Associations between cancer incidence and alcohol/cigarette consumption among five ethnic groups in Hawaii.


The average annual age-adjusted incidence rates of cancer for 15 sites were determined for 10 ethnic-sex groups in Hawaii. Consumption rates for cigarettes, beer, wine and hard liquor were also determined for the same 10 groups based on personal interview of a sample of 9920 individuals. Covariance analysis was used to adjust each exposure variable for the other three, and the cancer incidence rates were then linearly regressed on these covariance-adjusted consumption rates. Statistically significant regression coefficients were found for cancer of the tongue/mouth, pharynx, larynx, pancreas, lung, kidney and bladder regressed on cigarette consumption.

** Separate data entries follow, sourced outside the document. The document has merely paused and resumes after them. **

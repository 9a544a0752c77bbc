use std::path::PathBuf;

use skiff_build::stage::{preview_lines, stage_function, CopyStatus};
use skiff_core::SkiffConfig;

/// Number of environment-file lines echoed back for operator visibility.
const ENV_PREVIEW_LINES: usize = 3;

/// Materialize deployment files for one function.
pub async fn stage(function: &str) -> anyhow::Result<()> {
    let project_dir = PathBuf::from(".");
    let config = SkiffConfig::load(&project_dir)?;

    println!("Staging deployment files for {function}...");
    let report = stage_function(&project_dir, function, &config.project, &config.stage)?;

    println!("Wrote {}", report.manifest_path.display());

    for copy in &report.copies {
        match &copy.status {
            CopyStatus::Copied { bytes } => {
                println!(
                    "Copied {} -> {} ({bytes} bytes)",
                    copy.source.display(),
                    copy.dest.display()
                );
            }
            CopyStatus::MissingSource => {
                eprintln!("warning: {} not found, skipping", copy.source.display());
            }
            CopyStatus::Failed { source } => {
                eprintln!(
                    "warning: failed to copy {} -> {}: {source}",
                    copy.source.display(),
                    copy.dest.display()
                );
            }
        }
    }

    // Echo the staged environment file's first lines
    let env_copied = report
        .copies
        .iter()
        .any(|c| c.dest.ends_with(".env") && c.copied());
    if env_copied {
        let env_dest = report.out_dir.join(".env");
        match preview_lines(&env_dest, ENV_PREVIEW_LINES) {
            Ok(preview) => {
                println!("First lines of {}:", env_dest.display());
                println!("{preview}");
            }
            Err(e) => eprintln!("warning: could not read back {}: {e}", env_dest.display()),
        }
    }

    println!("Staging finished.");
    Ok(())
}
use std::path::{Path, PathBuf};

use skiff_core::config::{ProjectConfig, StageConfig};
use skiff_core::{DeployManifest, PackageManifest};

/// Auxiliary files copied into every staged output directory, beyond the
/// environment file. Source name equals destination name for these.
const AUX_FILES: &[&str] = &[".npmrc", ".gcloudignore"];

/// What happened to one auxiliary file during staging.
#[derive(Debug)]
pub enum CopyStatus {
    /// Copied and confirmed present at the destination.
    Copied { bytes: u64 },
    /// Source file absent from the project root; skipped.
    MissingSource,
    /// Copy or post-copy validation failed.
    Failed { source: std::io::Error },
}

/// One auxiliary file's staging outcome.
#[derive(Debug)]
pub struct CopyOutcome {
    pub source: PathBuf,
    pub dest: PathBuf,
    pub status: CopyStatus,
}

impl CopyOutcome {
    pub fn copied(&self) -> bool {
        matches!(self.status, CopyStatus::Copied { .. })
    }
}

/// Result of a staging run: where the manifest went, and one outcome per
/// auxiliary file in the order they were attempted.
#[derive(Debug)]
pub struct StageReport {
    pub out_dir: PathBuf,
    pub manifest_path: PathBuf,
    pub copies: Vec<CopyOutcome>,
}

/// Materialize deployment files for one function into `<dist_dir>/<function>/`.
///
/// Creates the output directory, derives and writes the deployment manifest
/// (fatal on failure), then copies the environment file and the fixed
/// auxiliary files. A missing or failing auxiliary copy does not block the
/// remaining ones.
pub fn stage_function(
    project_dir: &Path,
    function: &str,
    project: &ProjectConfig,
    stage: &StageConfig,
) -> Result<StageReport, StageError> {
    let out_dir = project_dir.join(&project.dist_dir).join(function);
    std::fs::create_dir_all(&out_dir).map_err(|e| StageError::CreateDir {
        path: out_dir.clone(),
        source: e,
    })?;

    // Deployment manifest, derived fresh from package.json on every run
    let manifest = PackageManifest::load(project_dir).map_err(StageError::Manifest)?;
    let deploy = DeployManifest::derive(&manifest, function);
    let manifest_path = out_dir.join("package.json");
    std::fs::write(&manifest_path, deploy.to_json()).map_err(|e| StageError::WriteManifest {
        path: manifest_path.clone(),
        source: e,
    })?;
    tracing::debug!(path = %manifest_path.display(), "deployment manifest written");

    let mut copies = Vec::new();
    copies.push(copy_file(
        &project_dir.join(&stage.env_file),
        &out_dir.join(".env"),
    ));
    for name in AUX_FILES {
        copies.push(copy_file(&project_dir.join(name), &out_dir.join(name)));
    }

    Ok(StageReport {
        out_dir,
        manifest_path,
        copies,
    })
}

/// Copy one file verbatim, then re-read the destination to confirm it landed.
fn copy_file(source: &Path, dest: &Path) -> CopyOutcome {
    let status = if !source.is_file() {
        CopyStatus::MissingSource
    } else {
        match std::fs::copy(source, dest).and_then(|_| std::fs::metadata(dest)) {
            Ok(meta) => CopyStatus::Copied { bytes: meta.len() },
            Err(e) => CopyStatus::Failed { source: e },
        }
    };

    CopyOutcome {
        source: source.to_path_buf(),
        dest: dest.to_path_buf(),
        status,
    }
}

/// First `n` lines of a file, for echoing staged environment files back to
/// the operator.
pub fn preview_lines(path: &Path, n: usize) -> std::io::Result<String> {
    let content = std::fs::read_to_string(path)?;
    Ok(content.lines().take(n).collect::<Vec<_>>().join("\n"))
}

#[derive(Debug, thiserror::Error)]
pub enum StageError {
    #[error("failed to create output directory {path}")]
    CreateDir {
        path: PathBuf,
        source: std::io::Error,
    },

    #[error("failed to derive deployment manifest")]
    Manifest(#[source] skiff_core::Error),

    #[error("failed to write deployment manifest at {path}")]
    WriteManifest {
        path: PathBuf,
        source: std::io::Error,
    },
}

Eight cancer sites, including tongue/mouth, pharynx, larynx, oesophagus, stomach, pancreas, lung and kidney, had significant positive regression coefficients for beer consumption which could not be explained by outlying values on the scattergram. Significant associations were also suggested between wine consumption and pharyngeal cancer and between hard-liquor consumption and pharyngeal, laryngeal and possibly brain cancer. No association was found between beer consumption and colorectal cancer. Multiple regression analysis with sex, cigarettes and alcoholic beverage as independent variables consistently found sex to be least important in determining cancer risk. This study supports the hypothesis that beer consumption may play a role in cancer risk for several sites. It is suggested that future studies of alcoholic beverages and cancer should examine not only types of alcoholic beverages, but individual brands of each type in an attempt to identify cancer risk due to carcinogens in only certain brands.